▸ **GOAL OF THE EXERCISE**
Pick every line out of the entries below that holds the string "usize", and report them.

▸ **EXERCISE INPUTS**
-=-=-=-=-
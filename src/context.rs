//! Cancellation handle threaded through batch work and background workers.

use std::sync::Arc;
use std::time::Duration;

use parking_lot::{Condvar, Mutex};

use crate::error::{EngineError, Result};

#[derive(Default)]
struct Flag {
    cancelled: Mutex<bool>,
    cond: Condvar,
}

/// Cloning shares the flag; cancelling any clone cancels all of them.
#[derive(Clone, Default)]
pub struct Context {
    flag: Arc<Flag>,
}

impl Context {
    pub fn new() -> Self {
        Self::default()
    }

    pub fn cancel(&self) {
        let mut cancelled = self.flag.cancelled.lock();
        *cancelled = true;
        self.flag.cond.notify_all();
    }

    pub fn is_cancelled(&self) -> bool {
        *self.flag.cancelled.lock()
    }

    pub fn check(&self) -> Result<()> {
        if self.is_cancelled() {
            Err(EngineError::Cancelled)
        } else {
            Ok(())
        }
    }

    /// Sleeps up to `timeout`; returns true if the context was cancelled.
    pub fn wait(&self, timeout: Duration) -> bool {
        let mut cancelled = self.flag.cancelled.lock();
        if !*cancelled {
            self.flag.cond.wait_for(&mut cancelled, timeout);
        }
        *cancelled
    }
}

impl std::fmt::Debug for Context {
    fn fmt(&self, f: &mut std::fmt::Formatter<'_>) -> std::fmt::Result {
        f.debug_struct("Context").field("cancelled", &self.is_cancelled()).finish()
    }
}
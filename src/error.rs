//! Error kinds shared by every layer of the engine.
//!
//! Source, reducer and space-index code returns [`EngineError`] upward with `?`.
//! Background workers (backlinks watcher, full-text worker) log it and keep going.
//! The FFI layer folds it into an [`AppResponse`](crate::app_response::AppResponse).

use thiserror::Error;

/// Crate-wide result alias.
pub type Result<T, E = EngineError> = std::result::Result<T, E>;

#[derive(Debug, Error)]
pub enum EngineError {
    /// Object, details, relation or mapping missing. Callers may treat it as empty.
    #[error("not found: {0}")]
    NotFound(String),

    /// Write path short-circuit: the new details equal the stored ones.
    #[error("details not changed")]
    DetailsNotChanged,

    #[error("restricted: {0}")]
    Restricted(String),

    /// Malformed change content, invalid unique key, unsupported layout.
    #[error("validation error: {0}")]
    Validation(String),

    #[error("source is read-only: {0}")]
    ReadOnly(String),

    #[error("change payload is {size} bytes, limit is {limit}")]
    BigChangeSize { size: usize, limit: usize },

    /// Optimistic retry budget exhausted.
    #[error("object store conflict on '{id}' after {attempts} attempts")]
    ObjectStoreConflict { id: String, attempts: usize },

    #[error("codec error: {0}")]
    Codec(String),

    #[error("database error: {0}")]
    Database(#[from] lmdb::Error),

    #[error("serialization error: {0}")]
    Serialization(#[from] serde_json::Error),

    #[error("io error: {0}")]
    Io(#[from] std::io::Error),

    #[error("space '{0}' has no tree builder")]
    SpaceWithoutTreeBuilder(String),

    #[error("failed to parse active view '{0}'")]
    ParseView(String),

    #[error("operation cancelled")]
    Cancelled,

    /// An id is already bound to another space.
    #[error("object '{id}' belongs to space '{existing}', not '{requested}'")]
    SpaceMismatch {
        id: String,
        existing: String,
        requested: String,
    },

    /// Returned by the editor boundary when the object is open in the cache.
    #[error("object '{0}' is already opened")]
    ObjectCached(String),

    #[error("internal error: {0}")]
    Internal(String),
}

impl EngineError {
    pub fn not_found(what: impl Into<String>) -> Self {
        EngineError::NotFound(what.into())
    }

    pub fn is_not_found(&self) -> bool {
        matches!(self, EngineError::NotFound(_))
    }

    pub fn is_not_changed(&self) -> bool {
        matches!(self, EngineError::DetailsNotChanged)
    }
}

impl From<ciborium::de::Error<std::io::Error>> for EngineError {
    fn from(err: ciborium::de::Error<std::io::Error>) -> Self {
        EngineError::Codec(format!("cbor decode: {err}"))
    }
}

impl From<ciborium::ser::Error<std::io::Error>> for EngineError {
    fn from(err: ciborium::ser::Error<std::io::Error>) -> Self {
        EngineError::Codec(format!("cbor encode: {err}"))
    }
}

impl From<lz4_flex::block::DecompressError> for EngineError {
    fn from(err: lz4_flex::block::DecompressError) -> Self {
        EngineError::Codec(format!("lz4: {err}"))
    }
}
-=-=-=-=-
▸ **OUTPUT OF THE EXERCISE**
    BigChangeSize { size: usize, limit: usize },
    ObjectStoreConflict { id: String, attempts: usize },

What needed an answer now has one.